INSTRUCTIONS FOR THE TASK>
Where "time" appears in a line of the entries below, that line should be copied.
⟨
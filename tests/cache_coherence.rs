//! Integration tests for the tree cache in front of a real fetcher
//!
//! These tests verify that:
//! 1. Entries expire after their TTL
//! 2. Concurrent requests for one root share a single fetch
//! 3. A fetch that started before an invalidation never lands in the cache

use std::sync::Arc;
use std::time::Duration;

use pretty_assertions::assert_eq;

use genealogy_sync::{
    CacheConfig, FetchConfig, FetchError, FetchedTree, InMemoryLedger, NodeId, TreeCache, TreeFetcher,
};

fn setup(latency: Duration) -> (Arc<InMemoryLedger>, TreeFetcher, TreeCache) {
    let ledger = Arc::new(InMemoryLedger::new());
    ledger.add_registered("root", None, 1);
    ledger.add_registered("a", Some(&NodeId::new("root")), 2);
    ledger.set_default_latency(latency);
    let fetcher = TreeFetcher::new(ledger.clone(), FetchConfig::default());
    let cache = TreeCache::new(CacheConfig::default().with_ttl(Duration::from_secs(5)));
    (ledger, fetcher, cache)
}

fn fetch_root(
    fetcher: &TreeFetcher,
) -> impl FnOnce() -> std::pin::Pin<Box<dyn std::future::Future<Output = Result<FetchedTree, FetchError>> + Send>> {
    let fetcher = fetcher.clone();
    move || Box::pin(async move { fetcher.fetch_tree(&NodeId::new("root"), 5, 10).await })
}

#[tokio::test(start_paused = true)]
async fn test_ttl_hit_then_miss() {
    let (_ledger, fetcher, cache) = setup(Duration::ZERO);
    let root = NodeId::new("root");

    let tree = Arc::new(fetcher.fetch_tree(&root, 5, 10).await.unwrap());
    assert!(cache.put(&root, tree));

    tokio::time::advance(Duration::from_secs(4)).await;
    assert!(cache.get(&root).is_some());

    tokio::time::advance(Duration::from_secs(2)).await;
    assert!(cache.get(&root).is_none());
    assert!(cache.get_stale(&root).unwrap().stale);
}

#[tokio::test(start_paused = true)]
async fn test_concurrent_requests_share_one_fetch() {
    let (ledger, fetcher, cache) = setup(Duration::from_millis(200));
    let root = NodeId::new("root");

    let (first, second) = tokio::join!(
        cache.get_or_fetch(&root, fetch_root(&fetcher)),
        cache.get_or_fetch(&root, fetch_root(&fetcher)),
    );
    let (first, second) = (first.unwrap(), second.unwrap());

    assert!(Arc::ptr_eq(&first, &second));
    assert_eq!(ledger.info_calls(&root), 1);
    assert_eq!(first.node_count, 2);

    // a fresh entry is served without touching the ledger
    cache.get_or_fetch(&root, fetch_root(&fetcher)).await.unwrap();
    assert_eq!(ledger.info_calls(&root), 1);
}

#[tokio::test(start_paused = true)]
async fn test_fetch_racing_invalidation_is_not_stored() {
    let (_ledger, fetcher, cache) = setup(Duration::from_millis(200));
    let root = NodeId::new("root");

    let racing = {
        let cache = cache.clone();
        let fetch = fetch_root(&fetcher);
        let root = root.clone();
        tokio::spawn(async move { cache.refresh_with(&root, fetch).await })
    };
    tokio::time::sleep(Duration::from_millis(50)).await;
    cache.invalidate(&root);

    let fetched = racing.await.unwrap().unwrap();
    assert_eq!(fetched.node_count, 2);
    assert!(cache.get(&root).is_none());

    // the next fetch starts after the invalidation and is kept
    cache.refresh_with(&root, fetch_root(&fetcher)).await.unwrap();
    assert!(cache.get(&root).is_some());
}

#[tokio::test(start_paused = true)]
async fn test_failed_fetch_keeps_previous_entry() {
    let (ledger, fetcher, cache) = setup(Duration::ZERO);
    let root = NodeId::new("root");
    cache.refresh_with(&root, fetch_root(&fetcher)).await.unwrap();

    ledger.fail_node_info(&root, None);
    let err = cache.refresh_with(&root, fetch_root(&fetcher)).await.unwrap_err();
    assert_eq!(err.root(), &root);
    assert_eq!(cache.get(&root).unwrap().node_count, 2);
}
⟩
EXPECTED ANSWER>
use std::time::Duration;
    tokio::time::advance(Duration::from_secs(4)).await;
    tokio::time::advance(Duration::from_secs(2)).await;
    tokio::time::sleep(Duration::from_millis(50)).await;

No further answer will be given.